Streetsblog: At the same time, you talk in the book about how urbanist ideas like the 15-minute city aren’t a silver bullet either, because it doesn’t actually take everyone the same amount of time to travel the same distance, even if you increase the proximity of destinations in their neighborhoods. Are there other examples of ways that the dominant urbanist conversation could do better at recognizing those kinds of blind spots around the full diversity of non drivers and their needs? 

Zivarts: I can only speak from my own experience and some of the experiences of folks who I've interviewed. … [That’s why] I think, ultimately, that having other voices in rooms is so important, [especially] voices that normally don't get to be there. But one other example that comes to mind is conversations around bus rapid transit and bus stop consolidation. The convenience [of] slightly faster travel times versus what it means to people when they no longer can get to a stop because it's too far away for them to move, or because of the speed at which they move — I don't think we weigh that enough. I think there's so much emphasis on efficiency in many of our systems; the piece that’s often overlooked [is] thinking about things from more of a disability perspective, and focusing instead in prioritizing inclusion [and] access. 

Streetsblog: Playing Devil's advocate: I think there's some people who are hearing this, and saying, "Well, I understand the struggle that non drivers face. But why is transportation reform the lever we need to pull here? If people can't drive because they're poor, we just need to increase their wages or make cars cheaper; if they're immigrants, and that's why they can't drive, we need to reform immigration policy; if they're disabled, we need to modify vehicle designs to get them to work for them, or speed up that autonomous car situation." Why is ending car dependency the fundamental thing for you, when car dependency is knotted up all these other societal problems?
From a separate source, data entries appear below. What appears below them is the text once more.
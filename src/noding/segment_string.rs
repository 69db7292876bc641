use geo::Line;
use geo_types::{Coord, LineString};

use super::node_list::{SegmentNode, SegmentNodeList};
use crate::error::{NodingError, Result};
use crate::precision::PrecisionModel;

/// One input edge: an immutable coordinate backbone, an opaque context value
/// identifying where it came from, and the nodes found on it so far.
#[derive(Clone, Debug)]
pub struct NodedSegmentString<D = ()> {
    coords: Vec<Coord<f64>>,
    data: D,
    nodes: SegmentNodeList,
}

/// A piece of a segment string between two consecutive nodes (or a node and
/// a vertex), tagged with the parent segment it lies on.
#[derive(Clone, Copy, Debug, PartialEq)]
pub struct Fragment {
    pub segment_index: usize,
    pub start: Coord<f64>,
    pub end: Coord<f64>,
}

impl<D> NodedSegmentString<D> {
    /// Creates a segment string carrying its two boundary nodes.
    pub fn new(coords: Vec<Coord<f64>>, data: D) -> Result<Self> {
        if coords.len() < 2 {
            return Err(NodingError::TooFewPoints(coords.len()));
        }
        let mut ss = Self {
            coords,
            data,
            nodes: SegmentNodeList::new(),
        };
        ss.add_boundary_nodes();
        Ok(ss)
    }

    pub fn from_line_string(ls: LineString<f64>, data: D) -> Result<Self> {
        Self::new(ls.0, data)
    }

    fn add_boundary_nodes(&mut self) {
        let last = self.coords.len() - 1;
        self.add_node(self.coords[0], 0);
        self.add_node(self.coords[last], last);
    }

    pub fn coords(&self) -> &[Coord<f64>] {
        &self.coords
    }

    pub fn data(&self) -> &D {
        &self.data
    }

    pub fn into_data(self) -> D {
        self.data
    }

    /// Coordinates and context; the node list is discarded.
    pub fn into_parts(self) -> (Vec<Coord<f64>>, D) {
        (self.coords, self.data)
    }

    /// Number of vertices.
    pub fn len(&self) -> usize {
        self.coords.len()
    }

    /// Always false; a segment string has at least two vertices.
    pub fn is_empty(&self) -> bool {
        self.coords.is_empty()
    }

    pub fn segment_count(&self) -> usize {
        self.coords.len() - 1
    }

    pub fn segment(&self, index: usize) -> Line<f64> {
        Line::new(self.coords[index], self.coords[index + 1])
    }

    pub fn is_closed(&self) -> bool {
        self.coords.first() == self.coords.last()
    }

    pub fn node_list(&self) -> &SegmentNodeList {
        &self.nodes
    }

    pub fn to_line_string(&self) -> LineString<f64> {
        LineString::new(self.coords.clone())
    }

    /// Adds a node at `coord` on segment `segment_index`.
    ///
    /// `coord` is taken as already lying on (or snapped next to) the segment;
    /// it is not projected. A node equal to the segment's end vertex is
    /// stored against the next segment so both spellings unify.
    /// Returns whether a new node was inserted.
    pub fn add_node(&mut self, coord: Coord<f64>, segment_index: usize) -> bool {
        let node = self.make_node(coord, segment_index);
        let inserted = self.nodes.insert(node);
        if inserted {
            log::trace!("node {:?} on segment {}", coord, node.segment_index);
        }
        inserted
    }

    /// True if a node at `coord` on `segment_index` is already present.
    pub fn has_node(&self, coord: Coord<f64>, segment_index: usize) -> bool {
        self.nodes.contains(&self.make_node(coord, segment_index))
    }

    fn make_node(&self, coord: Coord<f64>, segment_index: usize) -> SegmentNode {
        let last = self.coords.len() - 1;
        let mut index = segment_index.min(last);
        if index < last && coord == self.coords[index + 1] {
            index += 1;
        }
        let fraction = if index == last {
            0.0
        } else {
            segment_fraction(self.coords[index], self.coords[index + 1], coord)
        };
        SegmentNode {
            coord,
            segment_index: index,
            fraction,
        }
    }

    /// Rounds every node to `precision`, merging nodes that become equal.
    pub fn round_nodes(&mut self, precision: &PrecisionModel) {
        if precision.is_floating() {
            return;
        }
        for node in self.nodes.take() {
            self.add_node(precision.make_precise(node.coord), node.segment_index);
        }
    }

    /// The noded polyline as consecutive sub-segments, each on one parent
    /// segment. Zero-length pieces are skipped.
    pub fn fragments(&self) -> Vec<Fragment> {
        let mut out = Vec::with_capacity(self.nodes.len() + self.coords.len());
        let mut nodes = self.nodes.iter().peekable();
        while let Some(n0) = nodes.next() {
            let Some(n1) = nodes.peek() else { break };
            let mut prev = n0.coord;
            let mut seg = n0.segment_index;
            for k in (n0.segment_index + 1)..=n1.segment_index {
                let v = self.coords[k];
                if v != prev {
                    out.push(Fragment { segment_index: seg, start: prev, end: v });
                }
                prev = v;
                seg = k;
            }
            if n1.coord != prev {
                out.push(Fragment { segment_index: seg, start: prev, end: n1.coord });
            }
        }
        out
    }

    /// Coordinates of the piece between two consecutive nodes: the start
    /// node, every parent vertex strictly between them, and the end node,
    /// with repeated points removed.
    fn split_coords(&self, n0: &SegmentNode, n1: &SegmentNode) -> Vec<Coord<f64>> {
        let mut pts = Vec::with_capacity(n1.segment_index - n0.segment_index + 2);
        pts.push(n0.coord);
        for k in (n0.segment_index + 1)..=n1.segment_index {
            pts.push(self.coords[k]);
        }
        pts.push(n1.coord);
        pts.dedup();
        pts
    }

    /// The node list as a polyline: parent vertices with node coordinates
    /// interleaved in node order.
    pub fn noded_coords(&self) -> Vec<Coord<f64>> {
        let mut pts: Vec<Coord<f64>> = Vec::with_capacity(self.coords.len() + self.nodes.len());
        let mut nodes = self.nodes.iter().peekable();
        while let Some(n0) = nodes.next() {
            let Some(n1) = nodes.peek() else { break };
            let piece = self.split_coords(n0, n1);
            let skip = usize::from(!pts.is_empty());
            pts.extend(piece.into_iter().skip(skip));
        }
        pts
    }
}

impl<D: Clone> NodedSegmentString<D> {
    /// Splits the string at its nodes, consuming it.
    ///
    /// Yields one piece per consecutive pair of nodes across the whole
    /// string. Each piece carries a clone of the context. Pieces that
    /// collapse to a single point after rounding are dropped.
    pub fn split(self) -> Vec<NodedSegmentString<D>> {
        let mut pieces = Vec::with_capacity(self.nodes.len().saturating_sub(1));
        let mut nodes = self.nodes.iter().peekable();
        while let Some(n0) = nodes.next() {
            let Some(n1) = nodes.peek() else { break };
            let pts = self.split_coords(n0, n1);
            match NodedSegmentString::new(pts, self.data.clone()) {
                Ok(piece) => pieces.push(piece),
                Err(_) => log::debug!("dropping collapsed piece at {:?}", n0.coord),
            }
        }
        pieces
    }
}

/// Projection parameter of `p` onto segment `a -> b`, clamped to [0, 1].
fn segment_fraction(a: Coord<f64>, b: Coord<f64>, p: Coord<f64>) -> f64 {
    if p == a {
        return 0.0;
    }
    if p == b {
        return 1.0;
    }
    let dx = b.x - a.x;
    let dy = b.y - a.y;
    let len2 = dx * dx + dy * dy;
    if len2 == 0.0 {
        return 0.0;
    }
    let t = ((p.x - a.x) * dx + (p.y - a.y) * dy) / len2;
    t.clamp(0.0, 1.0)
}

#[cfg(test)]
#[path = "segment_string_tests.rs"]
mod tests;
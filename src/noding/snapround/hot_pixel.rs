use std::collections::HashSet;

use float_next_after::NextAfter;
use geo::kernels::Orientation;
use geo_types::Coord;
use rstar::{RTree, RTreeObject, AABB};

use crate::algorithm::orientation;
use crate::precision::PrecisionModel;

/// Half the side of a pixel, in grid units.
const TOLERANCE: f64 = 0.5;

/// The grid cell around a rounded node or vertex.
///
/// Under a fixed precision model the pixel is the square of side `1 / scale`
/// centred on `centre`, closed on its bottom and left edges and open on its
/// top and right edges, so a segment running exactly along a shared pixel
/// boundary belongs to one pixel only. Under floating precision the pixel
/// degenerates to the centre point.
#[derive(Clone, Copy, Debug)]
pub struct HotPixel {
    centre: Coord<f64>,
    scale: Option<f64>,
    // Centre in grid units.
    hpx: f64,
    hpy: f64,
}

impl HotPixel {
    /// `centre` must already be precise in `precision`.
    pub fn new(centre: Coord<f64>, precision: &PrecisionModel) -> Self {
        let scale = precision.scale();
        let (hpx, hpy) = match scale {
            Some(s) => ((centre.x * s).round(), (centre.y * s).round()),
            None => (centre.x, centre.y),
        };
        Self { centre, scale, hpx, hpy }
    }

    pub fn centre(&self) -> Coord<f64> {
        self.centre
    }

    /// Pixel bounds in input coordinates, widened by one ulp on each side so
    /// the division by the scale can never shrink the box below the pixel.
    pub fn envelope(&self) -> AABB<[f64; 2]> {
        let (min, max) = match self.scale {
            Some(s) => (
                [(self.hpx - TOLERANCE) / s, (self.hpy - TOLERANCE) / s],
                [(self.hpx + TOLERANCE) / s, (self.hpy + TOLERANCE) / s],
            ),
            None => ([self.centre.x, self.centre.y], [self.centre.x, self.centre.y]),
        };
        AABB::from_corners(
            [min[0].next_after(f64::NEG_INFINITY), min[1].next_after(f64::NEG_INFINITY)],
            [max[0].next_after(f64::INFINITY), max[1].next_after(f64::INFINITY)],
        )
    }

    /// Whether segment `p0 -> p1` passes through this pixel.
    pub fn intersects(&self, p0: Coord<f64>, p1: Coord<f64>) -> bool {
        match self.scale {
            Some(s) => self.intersects_scaled(p0.x * s, p0.y * s, p1.x * s, p1.y * s),
            None => self.contains_on_segment(p0, p1),
        }
    }

    fn contains_on_segment(&self, p0: Coord<f64>, p1: Coord<f64>) -> bool {
        let c = self.centre;
        let in_env = c.x >= p0.x.min(p1.x)
            && c.x <= p0.x.max(p1.x)
            && c.y >= p0.y.min(p1.y)
            && c.y <= p0.y.max(p1.y);
        in_env && orientation(p0, p1, c) == Some(Orientation::Collinear)
    }

    fn intersects_scaled(&self, p0x: f64, p0y: f64, p1x: f64, p1y: f64) -> bool {
        // Orient the segment left to right.
        let (px, py, qx, qy) = if p0x > p1x {
            (p1x, p1y, p0x, p0y)
        } else {
            (p0x, p0y, p1x, p1y)
        };

        let maxx = self.hpx + TOLERANCE;
        if px.min(qx) >= maxx {
            return false;
        }
        let minx = self.hpx - TOLERANCE;
        if px.max(qx) < minx {
            return false;
        }
        let maxy = self.hpy + TOLERANCE;
        if py.min(qy) >= maxy {
            return false;
        }
        let miny = self.hpy - TOLERANCE;
        if py.max(qy) < miny {
            return false;
        }

        // Axis-parallel segments that reach here cross the pixel.
        if px == qx || py == qy {
            return true;
        }

        let p = Coord { x: px, y: py };
        let q = Coord { x: qx, y: qy };
        let side = |x: f64, y: f64| sign(orientation(p, q, Coord { x, y }));

        // A segment through the upper-left corner only counts if it leaves
        // through the bottom or left edge, i.e. it is heading down.
        let orient_ul = match side(minx, maxy) {
            Some(o) => o,
            None => return false,
        };
        if orient_ul == 0 {
            return py >= qy;
        }

        let orient_ur = match side(maxx, maxy) {
            Some(o) => o,
            None => return false,
        };
        if orient_ur == 0 {
            return py <= qy;
        }
        if orient_ul != orient_ur {
            return true;
        }

        let orient_ll = match side(minx, miny) {
            Some(o) => o,
            None => return false,
        };
        if orient_ll == 0 {
            return true;
        }
        if orient_ll != orient_ul {
            return true;
        }

        let orient_lr = match side(maxx, miny) {
            Some(o) => o,
            None => return false,
        };
        if orient_lr == 0 {
            return py >= qy;
        }
        orient_ll != orient_lr
    }
}

fn sign(o: Option<Orientation>) -> Option<i8> {
    o.map(|o| match o {
        Orientation::CounterClockwise => 1,
        Orientation::Clockwise => -1,
        Orientation::Collinear => 0,
    })
}

/// Bit-exact key of a pixel centre.
#[derive(PartialEq, Eq, Hash, Clone, Copy, Debug)]
struct PixelKey(u64, u64);

impl From<Coord<f64>> for PixelKey {
    fn from(c: Coord<f64>) -> Self {
        // +0.0 folds -0.0 into 0.0
        PixelKey((c.x + 0.0).to_bits(), (c.y + 0.0).to_bits())
    }
}

#[derive(Clone, Copy, Debug)]
struct IndexedPixel {
    pixel: HotPixel,
    envelope: AABB<[f64; 2]>,
}

impl RTreeObject for IndexedPixel {
    type Envelope = AABB<[f64; 2]>;

    fn envelope(&self) -> Self::Envelope {
        self.envelope
    }
}

/// The set of hot pixels of one noding run, indexed by envelope.
///
/// Centres are deduplicated: every coordinate that rounds to the same grid
/// point yields one pixel, whose centre is that grid point.
pub struct HotPixelIndex {
    tree: RTree<IndexedPixel>,
}

impl HotPixelIndex {
    pub fn build<I>(centres: I, precision: &PrecisionModel) -> Self
    where
        I: IntoIterator<Item = Coord<f64>>,
    {
        let mut seen: HashSet<PixelKey> = HashSet::new();
        let mut pixels = Vec::new();
        for c in centres {
            let centre = precision.make_precise(c);
            if seen.insert(PixelKey::from(centre)) {
                let pixel = HotPixel::new(centre, precision);
                pixels.push(IndexedPixel {
                    envelope: pixel.envelope(),
                    pixel,
                });
            }
        }
        Self {
            tree: RTree::bulk_load(pixels),
        }
    }

    pub fn len(&self) -> usize {
        self.tree.size()
    }

    pub fn is_empty(&self) -> bool {
        self.tree.size() == 0
    }

    /// Pixels the segment `p0 -> p1` passes through.
    pub fn intersecting(&self, p0: Coord<f64>, p1: Coord<f64>) -> Vec<HotPixel> {
        let envelope = AABB::from_corners([p0.x, p0.y], [p1.x, p1.y]);
        self.tree
            .locate_in_envelope_intersecting(&envelope)
            .map(|ip| ip.pixel)
            .filter(|px| px.intersects(p0, p1))
            .collect()
    }
}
What do you say to people who think, "Shouldn’t we solve all those other problems first?"

Zivarts: We [do] need to address poverty; we need to address immigration reform; we need to address policing practices that make communities of color end up with more fines and fees and tickets, [which then] results in more suspended licenses; all of those things need to be reformed. But at the end of the day, there are going to be folks who still can't drive and can't afford to drive — and there are still going to be a lot of us.

There are many [people] who just aren't [ever] going to have that option to buy into car mobility — whether it's because we have a disability where it's just not safe to be able to drive, or because we're aging out of driving. Or young folks; a big chunk non-drivers are actually folks who are under the age of 16. And young folks are sort of promised, "Okay, well, when you're older, you'll have this freedom and this mobility." But it doesn't have to be like that. Younger folks can have mobility and freedom before they turn 16. And they [already] do in many places with great transit, and safe biking and walking infrastructure.

And then there's the flip side to the question: how much is car dependency really serving everyone else? At the end of the day, when we think about how much vehicles cost, the environmental costs, the climate costs, the public health costs of your air and noise pollution, the public health costs of crashes —  these are all significant. Perhaps we'd all be better off if we start to think about transitioning away from car dependency? It's not going to happen overnight; there's a whole economy built around the way we've designed our communities, and around the auto industry. But how do we start to make changes and transition to something that doesn't have such high costs, and doesn't exclude so many people?